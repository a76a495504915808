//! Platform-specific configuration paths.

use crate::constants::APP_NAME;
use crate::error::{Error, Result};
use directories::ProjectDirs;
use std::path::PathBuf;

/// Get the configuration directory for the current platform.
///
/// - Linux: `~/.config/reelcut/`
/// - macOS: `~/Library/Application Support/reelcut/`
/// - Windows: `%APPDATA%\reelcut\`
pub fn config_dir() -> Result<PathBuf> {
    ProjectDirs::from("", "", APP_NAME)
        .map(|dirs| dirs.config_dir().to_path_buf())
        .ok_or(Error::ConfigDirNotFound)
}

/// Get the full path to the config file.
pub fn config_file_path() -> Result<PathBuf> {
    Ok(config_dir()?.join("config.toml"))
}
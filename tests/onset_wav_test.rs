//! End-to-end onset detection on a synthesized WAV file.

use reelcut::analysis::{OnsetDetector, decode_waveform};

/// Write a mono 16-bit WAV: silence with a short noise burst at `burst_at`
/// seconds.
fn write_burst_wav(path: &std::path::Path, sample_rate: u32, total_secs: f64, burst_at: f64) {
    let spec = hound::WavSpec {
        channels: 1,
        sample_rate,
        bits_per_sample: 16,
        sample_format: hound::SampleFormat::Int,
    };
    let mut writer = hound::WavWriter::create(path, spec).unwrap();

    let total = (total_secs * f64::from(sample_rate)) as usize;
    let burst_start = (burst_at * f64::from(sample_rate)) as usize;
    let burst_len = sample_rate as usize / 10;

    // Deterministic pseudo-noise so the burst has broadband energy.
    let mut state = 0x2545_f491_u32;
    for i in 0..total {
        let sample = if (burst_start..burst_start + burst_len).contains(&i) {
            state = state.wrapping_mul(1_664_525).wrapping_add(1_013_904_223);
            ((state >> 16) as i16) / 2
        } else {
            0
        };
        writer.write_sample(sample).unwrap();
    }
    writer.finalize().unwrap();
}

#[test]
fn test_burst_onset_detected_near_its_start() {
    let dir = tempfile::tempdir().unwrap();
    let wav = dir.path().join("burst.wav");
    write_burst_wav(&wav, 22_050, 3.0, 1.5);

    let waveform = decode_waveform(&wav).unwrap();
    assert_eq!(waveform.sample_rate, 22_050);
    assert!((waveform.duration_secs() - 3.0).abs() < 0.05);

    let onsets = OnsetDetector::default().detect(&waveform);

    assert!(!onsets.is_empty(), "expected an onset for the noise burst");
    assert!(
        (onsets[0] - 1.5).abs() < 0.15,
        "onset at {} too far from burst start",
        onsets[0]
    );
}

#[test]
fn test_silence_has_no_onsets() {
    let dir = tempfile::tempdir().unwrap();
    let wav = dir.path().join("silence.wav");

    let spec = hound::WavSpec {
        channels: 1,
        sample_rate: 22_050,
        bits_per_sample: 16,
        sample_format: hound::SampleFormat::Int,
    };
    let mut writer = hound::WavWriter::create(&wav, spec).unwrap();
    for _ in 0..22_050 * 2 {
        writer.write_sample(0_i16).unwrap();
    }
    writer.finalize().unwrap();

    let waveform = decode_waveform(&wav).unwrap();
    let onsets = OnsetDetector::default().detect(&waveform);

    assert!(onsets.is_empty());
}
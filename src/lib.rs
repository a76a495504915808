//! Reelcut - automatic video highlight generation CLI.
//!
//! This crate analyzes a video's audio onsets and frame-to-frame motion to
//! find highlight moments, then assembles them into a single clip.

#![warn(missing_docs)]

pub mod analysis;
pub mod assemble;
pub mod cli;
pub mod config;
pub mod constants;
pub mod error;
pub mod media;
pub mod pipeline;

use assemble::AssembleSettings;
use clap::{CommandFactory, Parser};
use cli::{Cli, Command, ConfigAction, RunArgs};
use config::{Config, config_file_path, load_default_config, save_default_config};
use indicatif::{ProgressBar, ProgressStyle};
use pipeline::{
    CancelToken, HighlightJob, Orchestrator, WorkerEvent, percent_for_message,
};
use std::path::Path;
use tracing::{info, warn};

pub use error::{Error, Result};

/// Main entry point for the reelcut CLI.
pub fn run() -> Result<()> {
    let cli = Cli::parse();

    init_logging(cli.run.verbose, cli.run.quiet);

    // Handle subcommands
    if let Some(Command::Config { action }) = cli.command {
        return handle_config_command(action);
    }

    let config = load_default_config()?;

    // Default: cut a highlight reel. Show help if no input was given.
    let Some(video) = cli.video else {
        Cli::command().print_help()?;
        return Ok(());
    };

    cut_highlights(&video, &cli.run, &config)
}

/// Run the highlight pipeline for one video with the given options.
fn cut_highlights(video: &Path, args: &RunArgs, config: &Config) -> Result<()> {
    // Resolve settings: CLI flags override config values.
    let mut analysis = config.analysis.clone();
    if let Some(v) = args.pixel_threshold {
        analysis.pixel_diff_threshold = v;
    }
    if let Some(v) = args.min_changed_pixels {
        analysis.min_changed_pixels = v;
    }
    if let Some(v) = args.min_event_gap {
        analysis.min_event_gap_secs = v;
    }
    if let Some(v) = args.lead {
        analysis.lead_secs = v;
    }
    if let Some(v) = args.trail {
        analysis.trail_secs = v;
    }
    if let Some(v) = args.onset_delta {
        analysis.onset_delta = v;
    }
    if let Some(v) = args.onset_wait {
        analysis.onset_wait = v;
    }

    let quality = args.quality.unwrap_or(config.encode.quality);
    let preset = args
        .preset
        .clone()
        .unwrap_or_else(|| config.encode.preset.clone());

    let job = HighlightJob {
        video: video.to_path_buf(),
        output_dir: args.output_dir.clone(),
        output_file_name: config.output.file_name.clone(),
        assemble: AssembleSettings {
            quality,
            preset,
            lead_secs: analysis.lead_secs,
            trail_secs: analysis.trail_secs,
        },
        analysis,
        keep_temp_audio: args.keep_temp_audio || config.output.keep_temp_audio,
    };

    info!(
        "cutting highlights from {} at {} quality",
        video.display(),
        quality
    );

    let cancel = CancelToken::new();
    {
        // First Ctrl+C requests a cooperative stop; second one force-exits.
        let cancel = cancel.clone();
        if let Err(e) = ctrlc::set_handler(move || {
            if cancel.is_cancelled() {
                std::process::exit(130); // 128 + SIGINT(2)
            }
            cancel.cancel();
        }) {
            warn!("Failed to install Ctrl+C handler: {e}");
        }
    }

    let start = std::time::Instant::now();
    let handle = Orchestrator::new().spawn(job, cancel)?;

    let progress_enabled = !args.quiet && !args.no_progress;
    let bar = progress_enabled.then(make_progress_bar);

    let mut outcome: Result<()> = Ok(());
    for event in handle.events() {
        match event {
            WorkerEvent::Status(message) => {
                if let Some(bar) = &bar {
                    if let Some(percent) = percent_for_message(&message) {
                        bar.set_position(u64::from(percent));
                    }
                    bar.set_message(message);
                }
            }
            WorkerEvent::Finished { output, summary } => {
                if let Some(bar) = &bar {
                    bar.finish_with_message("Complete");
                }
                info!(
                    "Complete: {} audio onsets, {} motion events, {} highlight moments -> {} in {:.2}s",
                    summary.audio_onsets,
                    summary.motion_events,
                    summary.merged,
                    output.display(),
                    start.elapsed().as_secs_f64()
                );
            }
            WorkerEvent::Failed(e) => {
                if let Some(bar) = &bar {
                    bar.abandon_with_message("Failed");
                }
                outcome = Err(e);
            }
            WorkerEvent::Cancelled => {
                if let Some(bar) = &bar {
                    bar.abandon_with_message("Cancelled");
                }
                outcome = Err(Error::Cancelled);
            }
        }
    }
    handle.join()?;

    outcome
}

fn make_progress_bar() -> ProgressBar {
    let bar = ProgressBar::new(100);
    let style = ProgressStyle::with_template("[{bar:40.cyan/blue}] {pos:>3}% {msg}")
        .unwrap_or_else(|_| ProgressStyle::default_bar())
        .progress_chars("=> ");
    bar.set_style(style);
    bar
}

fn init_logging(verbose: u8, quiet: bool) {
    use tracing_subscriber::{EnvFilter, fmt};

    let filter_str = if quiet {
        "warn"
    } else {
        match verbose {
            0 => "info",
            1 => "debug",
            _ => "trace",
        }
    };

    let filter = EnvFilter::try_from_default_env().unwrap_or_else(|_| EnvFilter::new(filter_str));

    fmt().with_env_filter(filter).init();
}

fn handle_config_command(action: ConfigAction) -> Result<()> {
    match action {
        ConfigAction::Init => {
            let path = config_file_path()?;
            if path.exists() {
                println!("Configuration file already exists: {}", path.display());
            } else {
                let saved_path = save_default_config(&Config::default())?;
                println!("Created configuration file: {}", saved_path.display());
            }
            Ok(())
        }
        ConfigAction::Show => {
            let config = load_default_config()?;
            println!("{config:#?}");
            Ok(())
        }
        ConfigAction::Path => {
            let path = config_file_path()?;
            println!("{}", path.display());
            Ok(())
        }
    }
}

.....

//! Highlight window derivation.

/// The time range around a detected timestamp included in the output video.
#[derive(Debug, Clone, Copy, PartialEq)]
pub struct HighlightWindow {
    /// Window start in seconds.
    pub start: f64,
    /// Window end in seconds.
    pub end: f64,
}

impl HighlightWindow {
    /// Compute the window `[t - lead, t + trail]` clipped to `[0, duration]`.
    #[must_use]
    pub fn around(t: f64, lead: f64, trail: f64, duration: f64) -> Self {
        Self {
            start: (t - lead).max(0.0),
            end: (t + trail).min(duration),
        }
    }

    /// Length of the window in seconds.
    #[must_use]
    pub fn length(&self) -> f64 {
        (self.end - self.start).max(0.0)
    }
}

.....

## Aim of the exercise
Lines with "noise" in the records: how many are there? Give only the number.

## Task result
3